Yesterday was a big day where the gusher is concerned. This gift from Bush, Cheney and the Republican party, who gutted regulations and set up the corrupt relationship between Big Oil and the MMS, has become the worst environmental catastrophe in human history.
As BP labored for a second day Thursday to choke off the leak at the bottom of the Gulf of Mexico, dire new government estimates showed the disaster has easily eclipsed the Exxon Valdez as the biggest oil spill in U.S. history.
After an 18-hour delay to assess its efforts and bring in more materials, BP resumed pumping heavy drilling mud into the blown-out well 5,000 feet underwater. Officials said it could be late Friday or the weekend before the company knows if the procedure known as a top kill has cut off the oil that has been flowing for five weeks.
As the world waited, President Barack Obama announced major new restrictions on drilling projects, and the head of the federal agency that regulates the industry resigned under pressure, becoming the highest-ranking political casualty of the crisis so far.
BP PLC insisted the top kill was progressing as planned, though the company acknowledged drilling mud was escaping from the broken pipe along with the leaking crude.
"The fact that we had a bunch of mud going up the riser isn’t ideal but it’s not necessarily indicative of a problem," said spokesman Tom Mueller.
Early Thursday, officials said the process was going well, but later in the day they announced pumping had been suspended 16 hours earlier. BP did not characterize the suspension as a setback, and Eric Smith, associate director of the Tulane Energy Institute, said the move did not indicate the top kill had failed.
"The good news is that they pumped in up to 65 barrels a minute and the thing didn’t blow apart," Smith said. "It’s taken the most pressure it needs to see and it’s held together."
The top kill is the latest in a string of attempts to stop the oil that has been spewing since the drilling rig Deepwater Horizon exploded April 20. Eleven workers were killed.

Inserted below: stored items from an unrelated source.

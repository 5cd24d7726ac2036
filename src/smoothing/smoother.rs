//! Temporal smoothing — turns a noisy observation stream into committed
//! letters.
//!
//! A single frame is never trusted: a letter is committed only after a run
//! of `window_size` identical observations at or above the commit threshold.
//!
//! ## Algorithm
//!
//! Per observation:
//!
//! 1. Absent, or confidence below the commit threshold → the *entire* window
//!    is cleared.  A single weak frame invalidates the run rather than being
//!    skipped, so a classifier flickering at low confidence cannot corrupt
//!    an otherwise-consistent run.
//! 2. Otherwise the letter is pushed, evicting the oldest beyond capacity.
//! 3. When the window is full and unanimous, the letter is committed and the
//!    window cleared.
//!
//! The commit threshold is deliberately stricter than the classifier's own
//! minimum-confidence cutoff (which turns weak frames into `Absent` before
//! they ever reach this module): passing the recognizer is not the same as
//! being steady enough to type.

use crate::classify::{Letter, Observation};
use crate::smoothing::window::SmoothingWindow;

// ---------------------------------------------------------------------------
// TemporalSmoother
// ---------------------------------------------------------------------------

/// Debounces per-frame observations into committed letters.
///
/// # Example
///
/// ```rust
/// use sign_to_text::classify::{Letter, Observation};
/// use sign_to_text::smoothing::TemporalSmoother;
///
/// let mut smoother = TemporalSmoother::new(3, 0.62);
/// let a = Letter::new('A').unwrap();
///
/// assert_eq!(smoother.observe(Observation::sign(a, 0.9)), None);
/// assert_eq!(smoother.observe(Observation::sign(a, 0.9)), None);
/// assert_eq!(smoother.observe(Observation::sign(a, 0.9)), Some(a));
/// ```
#[derive(Debug, Clone)]
pub struct TemporalSmoother {
    window: SmoothingWindow,
    /// Minimum confidence for a letter to enter the window (inclusive).
    commit_threshold: f32,
}

impl TemporalSmoother {
    /// Creates a smoother committing after `window_size` identical letters
    /// at confidence `>= commit_threshold`.
    pub fn new(window_size: usize, commit_threshold: f32) -> Self {
        Self {
            window: SmoothingWindow::new(window_size),
            commit_threshold,
        }
    }

    /// Feeds one observation; returns the committed letter when a run
    /// completes.
    ///
    /// On commit the window is cleared, so the same run can never commit
    /// twice.
    pub fn observe(&mut self, observation: Observation) -> Option<Letter> {
        let (letter, confidence) = match observation {
            Observation::Sign { letter, confidence } => (letter, confidence),
            Observation::Absent => {
                self.window.clear();
                return None;
            }
        };

        // Boundary is inclusive: exactly-at-threshold frames are accepted.
        if confidence < self.commit_threshold {
            self.window.clear();
            return None;
        }

        self.window.push(letter);

        let committed = self.window.unanimous()?;
        self.window.clear();
        Some(committed)
    }

    /// Clears any partial run (pipeline stop / reset).
    pub fn reset(&mut self) {
        self.window.clear();
    }

    /// Number of letters in the current partial run's window.
    pub fn window_len(&self) -> usize {
        self.window.len()
    }

    /// The commit confidence threshold.
    pub fn commit_threshold(&self) -> f32 {
        self.commit_threshold
    }
}

// ---------------------------------------------------------------------------
// Tests
// ---------------------------------------------------------------------------

#[cfg(test)]
mod tests {
    use super::*;

    const C: f32 = 0.62;

    fn letter(c: char) -> Letter {
        Letter::new(c).unwrap()
    }

    fn sign(c: char, confidence: f32) -> Observation {
        Observation::sign(letter(c), confidence)
    }

    fn smoother() -> TemporalSmoother {
        TemporalSmoother::new(3, C)
    }

    #[test]
    fn two_identical_letters_never_commit() {
        let mut s = smoother();
        assert_eq!(s.observe(sign('A', 0.9)), None);
        assert_eq!(s.observe(sign('A', 0.9)), None);
        assert_eq!(s.window_len(), 2);
    }

    #[test]
    fn three_identical_letters_commit_once_and_clear() {
        let mut s = smoother();
        s.observe(sign('A', 0.9));
        s.observe(sign('A', 0.9));
        assert_eq!(s.observe(sign('A', 0.9)), Some(letter('A')));
        assert_eq!(s.window_len(), 0, "window must be empty after commit");

        // The cleared window means the run does not re-commit.
        assert_eq!(s.observe(sign('A', 0.9)), None);
    }

    #[test]
    fn confidence_exactly_at_threshold_is_accepted() {
        let mut s = smoother();
        s.observe(sign('B', C));
        s.observe(sign('B', C));
        assert_eq!(s.observe(sign('B', C)), Some(letter('B')));
    }

    #[test]
    fn confidence_below_threshold_clears_entire_window() {
        let mut s = smoother();
        s.observe(sign('A', 0.9));
        s.observe(sign('A', 0.9));

        // One weak frame discards the whole run, not just itself.
        assert_eq!(s.observe(sign('A', C - 0.01)), None);
        assert_eq!(s.window_len(), 0);
    }

    #[test]
    fn absence_clears_entire_window() {
        let mut s = smoother();
        s.observe(sign('A', 0.9));
        s.observe(sign('A', 0.9));
        assert_eq!(s.observe(Observation::Absent), None);
        assert_eq!(s.window_len(), 0);
    }

    #[test]
    fn weak_frame_between_strong_letters_leaves_window_of_one() {
        let mut s = smoother();
        s.observe(sign('A', 0.9));
        s.observe(sign('A', 0.3)); // clears
        s.observe(sign('A', 0.9)); // only the post-clear letter remains
        assert_eq!(s.window_len(), 1);
    }

    #[test]
    fn mixed_run_keeps_sliding_without_commit() {
        let mut s = smoother();
        s.observe(sign('A', 0.9));
        s.observe(sign('A', 0.9));
        assert_eq!(s.observe(sign('B', 0.9)), None);

        // [A, A, B] — three most recent, not identical, no full reset.
        assert_eq!(s.window_len(), 3);

        // Two more Bs slide the As out and commit B.
        assert_eq!(s.observe(sign('B', 0.9)), None);
        assert_eq!(s.observe(sign('B', 0.9)), Some(letter('B')));
    }

    #[test]
    fn reset_discards_partial_run() {
        let mut s = smoother();
        s.observe(sign('A', 0.9));
        s.observe(sign('A', 0.9));
        s.reset();
        assert_eq!(s.window_len(), 0);
        assert_eq!(s.observe(sign('A', 0.9)), None);
    }
}
//! Word assembly and the auto-boundary rule.
//!
//! Committed letters accumulate into the current word.  A word is finalized
//! either explicitly (the user confirms) or automatically after a sustained
//! run of absent frames — the signer lowering their hand *is* the word
//! boundary.

// ---------------------------------------------------------------------------
// WordAssembler
// ---------------------------------------------------------------------------

use crate::classify::Letter;

/// Builds words from committed letters and keeps the session's word history.
///
/// Confirming a blank word is a silent no-op, never an error — a user can
/// mash the confirm button without consequence, and the absence counter can
/// hit its threshold with nothing buffered.
#[derive(Debug, Clone)]
pub struct WordAssembler {
    /// Letters committed since the last confirm.
    current: String,
    /// Confirmed words in confirmation order.  Append-only until `reset`.
    history: Vec<String>,
    /// Consecutive absent frames seen since the last real observation.
    absence_streak: u32,
    /// Absent-frame count at which a non-blank word auto-confirms.
    absence_threshold: u32,
}

impl WordAssembler {
    /// Creates an assembler that auto-confirms after `absence_threshold`
    /// consecutive absent frames.
    pub fn new(absence_threshold: u32) -> Self {
        Self {
            current: String::new(),
            history: Vec::new(),
            absence_streak: 0,
            absence_threshold,
        }
    }

    /// Appends a committed letter to the current word.
    pub fn push_letter(&mut self, letter: Letter) {
        self.current.push(letter.as_char());
    }

    /// Finalizes the current word into history.
    ///
    /// Returns the confirmed word, or `None` when the word is blank (no-op).
    pub fn confirm(&mut self) -> Option<String> {
        if self.current.is_empty() {
            return None;
        }
        let word = std::mem::take(&mut self.current);
        self.history.push(word.clone());
        log::debug!("word: confirmed {word:?} ({} total)", self.history.len());
        Some(word)
    }

    /// Records one absent frame.
    ///
    /// When the streak reaches the threshold and a word is buffered, the
    /// word is auto-confirmed and the streak reset — so the next absent
    /// frame starts counting from zero and cannot double-fire.
    pub fn on_absence(&mut self) -> Option<String> {
        self.absence_streak = self.absence_streak.saturating_add(1);
        if self.absence_streak >= self.absence_threshold {
            self.absence_streak = 0;
            if !self.current.is_empty() {
                log::debug!("word: auto-boundary after sustained absence");
                return self.confirm();
            }
        }
        None
    }

    /// Records a real observation — any visible sign, even one too weak for
    /// the smoother — resetting the absence streak.
    pub fn on_presence(&mut self) {
        self.absence_streak = 0;
    }

    /// Clears the current word, the history, and the absence streak.
    pub fn reset(&mut self) {
        self.current.clear();
        self.history.clear();
        self.absence_streak = 0;
    }

    /// The word being built right now.
    pub fn current_word(&self) -> &str {
        &self.current
    }

    /// All confirmed words, oldest first.
    pub fn history(&self) -> &[String] {
        &self.history
    }

    /// Current consecutive-absence count.
    pub fn absence_streak(&self) -> u32 {
        self.absence_streak
    }
}

// ---------------------------------------------------------------------------
// Tests
// ---------------------------------------------------------------------------

#[cfg(test)]
mod tests {
    use super::*;

    fn letter(c: char) -> Letter {
        Letter::new(c).unwrap()
    }

    fn assembler_with_word(word: &str) -> WordAssembler {
        let mut a = WordAssembler::new(4);
        for c in word.chars() {
            a.push_letter(letter(c));
        }
        a
    }

    #[test]
    fn letters_accumulate_left_to_right() {
        let a = assembler_with_word("AB");
        assert_eq!(a.current_word(), "AB");
    }

    #[test]
    fn confirm_moves_word_into_history() {
        let mut a = assembler_with_word("HI");
        assert_eq!(a.confirm(), Some("HI".to_string()));
        assert_eq!(a.current_word(), "");
        assert_eq!(a.history(), ["HI"]);
    }

    #[test]
    fn confirm_on_blank_word_is_a_silent_noop() {
        let mut a = WordAssembler::new(4);
        assert_eq!(a.confirm(), None);
        assert_eq!(a.confirm(), None); // idempotent
        assert!(a.history().is_empty());
        assert_eq!(a.current_word(), "");
    }

    #[test]
    fn history_preserves_confirmation_order() {
        let mut a = WordAssembler::new(4);
        a.push_letter(letter('A'));
        a.confirm();
        a.push_letter(letter('B'));
        a.confirm();
        assert_eq!(a.history(), ["A", "B"]);
    }

    #[test]
    fn absence_threshold_auto_confirms_exactly_once() {
        let mut a = assembler_with_word("OK");

        assert_eq!(a.on_absence(), None);
        assert_eq!(a.on_absence(), None);
        assert_eq!(a.on_absence(), None);
        assert_eq!(a.on_absence(), Some("OK".to_string()));

        // Counter was reset — the very next absent frame must not re-fire.
        assert_eq!(a.absence_streak(), 0);
        assert_eq!(a.on_absence(), None);
        assert_eq!(a.history(), ["OK"]);
    }

    #[test]
    fn absence_threshold_with_blank_word_does_nothing() {
        let mut a = WordAssembler::new(2);
        assert_eq!(a.on_absence(), None);
        assert_eq!(a.on_absence(), None);
        assert!(a.history().is_empty());
        // Streak still resets at threshold so a later word gets a full count.
        assert_eq!(a.absence_streak(), 0);
    }

    #[test]
    fn presence_resets_absence_streak() {
        let mut a = assembler_with_word("A");
        a.on_absence();
        a.on_absence();
        a.on_presence();
        assert_eq!(a.absence_streak(), 0);

        // The interrupted streak must start over.
        a.on_absence();
        a.on_absence();
        a.on_absence();
        assert_eq!(a.on_absence(), Some("A".to_string()));
    }

    #[test]
    fn reset_clears_word_history_and_streak() {
        let mut a = assembler_with_word("AB");
        a.confirm();
        a.push_letter(letter('C'));
        a.on_absence();
        a.reset();
        assert_eq!(a.current_word(), "");
        assert!(a.history().is_empty());
        assert_eq!(a.absence_streak(), 0);
    }
}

If the procedure works, BP will inject cement into the well to seal it permanently. If it doesn’t, the company has a number of backup plans. Either way, crews will continue to drill two relief wells, considered the only surefire way to stop the leak… [emphasis added]

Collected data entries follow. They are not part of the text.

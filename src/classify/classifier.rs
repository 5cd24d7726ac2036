//! Core classifier trait and the scripted test double.
//!
//! # Overview
//!
//! [`Classifier`] is the pipeline's view of the gesture-recognition model.
//! It is object-safe and `Send + Sync` so it can be held behind an
//! `Arc<dyn Classifier>`, and async because inference latency is unbounded
//! (and must be cancellable from the pipeline's `select!`).
//!
//! Feature extraction, landmark detection and model weights all live behind
//! this boundary — the core only ever sees an [`Observation`] or an error.
//!
//! [`ScriptedClassifier`] replays a pre-configured sequence of results.  It
//! backs the orchestrator unit tests and the demo binary, which has no real
//! model to load.

use std::collections::VecDeque;
use std::sync::Mutex;
use std::time::Duration;

use async_trait::async_trait;
use thiserror::Error;

use crate::capture::Frame;
use crate::classify::Observation;

// ---------------------------------------------------------------------------
// ClassifyError
// ---------------------------------------------------------------------------

/// All errors that can arise from a classification round-trip.
///
/// Every variant is per-frame and recoverable: the pipeline logs it, treats
/// the frame as absent, and continues.
#[derive(Debug, Clone, Error)]
pub enum ClassifyError {
    /// The model rejected the frame (wrong dimensions, empty payload, …).
    #[error("frame rejected by classifier: {0}")]
    BadFrame(String),

    /// The inference pass itself failed.
    #[error("inference failed: {0}")]
    Inference(String),

    /// The model has not finished loading / warming up.
    #[error("classifier is not ready")]
    NotReady,
}

// ---------------------------------------------------------------------------
// Classifier trait
// ---------------------------------------------------------------------------

/// Object-safe, thread-safe interface to the gesture-recognition model.
///
/// # Contract
///
/// - The frame is consumed; it is logically destroyed when the call returns.
/// - `Ok(Observation::Absent)` means "no hand" or "below the model's own
///   minimum-confidence cutoff" — it is **not** an error.
/// - Implementations must tolerate having the returned future dropped
///   (pipeline stop cancels an in-flight classification).
#[async_trait]
pub trait Classifier: Send + Sync {
    /// Classify one frame.
    async fn classify(&self, frame: Frame) -> Result<Observation, ClassifyError>;
}

// Compile-time assertion: Box<dyn Classifier> must be constructible.
const _: fn() = || {
    fn _assert_object_safe(_: Box<dyn Classifier>) {}
};

// ---------------------------------------------------------------------------
// ConfidenceCutoff
// ---------------------------------------------------------------------------

/// Wraps any classifier with its minimum-confidence cutoff: detections below
/// the cutoff are reported as [`Observation::Absent`].
///
/// This is the *recognizer's* notion of "nothing there" and is deliberately
/// looser than the smoother's commit threshold — a sign can be visible
/// enough to reset the absence streak yet still too shaky to type.
pub struct ConfidenceCutoff<C> {
    inner: C,
    min_confidence: f32,
}

impl<C: Classifier> ConfidenceCutoff<C> {
    /// Applies `min_confidence` (inclusive) in front of `inner`.
    pub fn new(inner: C, min_confidence: f32) -> Self {
        Self {
            inner,
            min_confidence,
        }
    }
}

#[async_trait]
impl<C: Classifier> Classifier for ConfidenceCutoff<C> {
    async fn classify(&self, frame: Frame) -> Result<Observation, ClassifyError> {
        let observation = self.inner.classify(frame).await?;
        Ok(match observation {
            Observation::Sign { confidence, .. } if confidence < self.min_confidence => {
                Observation::Absent
            }
            other => other,
        })
    }
}

// ---------------------------------------------------------------------------
// ScriptedClassifier
// ---------------------------------------------------------------------------

/// A classifier double that replays a fixed script of results.
///
/// Each `classify` call pops the next scripted entry; once the script is
/// exhausted every further call returns `Ok(Observation::Absent)`.  An
/// optional per-call latency makes throttle and cancellation behaviour
/// observable in tests.
///
/// # Example
///
/// ```rust
/// use sign_to_text::classify::{Letter, Observation, ScriptedClassifier};
///
/// let h = Letter::new('H').unwrap();
/// let script = vec![
///     Ok(Observation::sign(h, 0.9)),
///     Ok(Observation::Absent),
/// ];
/// let classifier = ScriptedClassifier::new(script);
/// # let _ = classifier;
/// ```
pub struct ScriptedClassifier {
    script: Mutex<VecDeque<Result<Observation, ClassifyError>>>,
    latency: Duration,
}

impl ScriptedClassifier {
    /// Creates a classifier that replays `script` in order.
    pub fn new(script: Vec<Result<Observation, ClassifyError>>) -> Self {
        Self {
            script: Mutex::new(script.into()),
            latency: Duration::ZERO,
        }
    }

    /// Convenience: a script of all-successful observations.
    pub fn from_observations(observations: Vec<Observation>) -> Self {
        Self::new(observations.into_iter().map(Ok).collect())
    }

    /// Adds a fixed latency to every call.
    pub fn with_latency(mut self, latency: Duration) -> Self {
        self.latency = latency;
        self
    }

    /// Number of scripted entries not yet consumed.
    pub fn remaining(&self) -> usize {
        self.script.lock().unwrap().len()
    }
}

#[async_trait]
impl Classifier for ScriptedClassifier {
    async fn classify(&self, _frame: Frame) -> Result<Observation, ClassifyError> {
        if !self.latency.is_zero() {
            tokio::time::sleep(self.latency).await;
        }
        let next = self.script.lock().unwrap().pop_front();
        next.unwrap_or(Ok(Observation::Absent))
    }
}

// ---------------------------------------------------------------------------
// Tests
// ---------------------------------------------------------------------------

Inserted from <Bay Ledger>
Hope that the well can be plugged tops my list, but more important, long term, are the new regulations.
The extension of a moratorium on offshore drilling in the Gulf of Mexico will not affect 591 deepwater wells that are already producing oil and gas, Interior Secretary Ken Salazar said Thursday, nor will it affect the operations of 4,515 producing wells in relatively shallow waters.
However, the moratorium will stop work at 33 offshore drilling rigs that are prospecting for petroleum in water deeper than 500 feet. Operators of those exploratory deepwater rigs will be ordered to stop their operations as soon as they arrive at a safe point to secure their wells, Salazar said.
There is no moratorium on exploration in waters shallower than 500 feet. However, they must meet additional safety requirements and inspections before proceeding.
The moratorium, initially for 30 days, was extended for six months as a result of the April 20 explosion of the Deepwater Horzion offshore drilling rig and the oil spill that has spewed millions of gallons of oil each day into the gulf since.
Salazar said that once the moratorium has passed, offshore drilling will require certification of all blowout preventers, stronger procedures for keeping wells under control, a tougher inspection process, and expanded safety and training requirements for rig workers.
“These actions are all guided by the need to take a cautious approach to offshore oil and gas development as we strengthen safety and oversight of offshore oil and gas operations,” Salazar said. “Some of these measures we can implement immediately, others will take some time.”
As for future leasing in the Gulf of Mexico , Salazar said much depends on what a presidential commission concludes in the coming months.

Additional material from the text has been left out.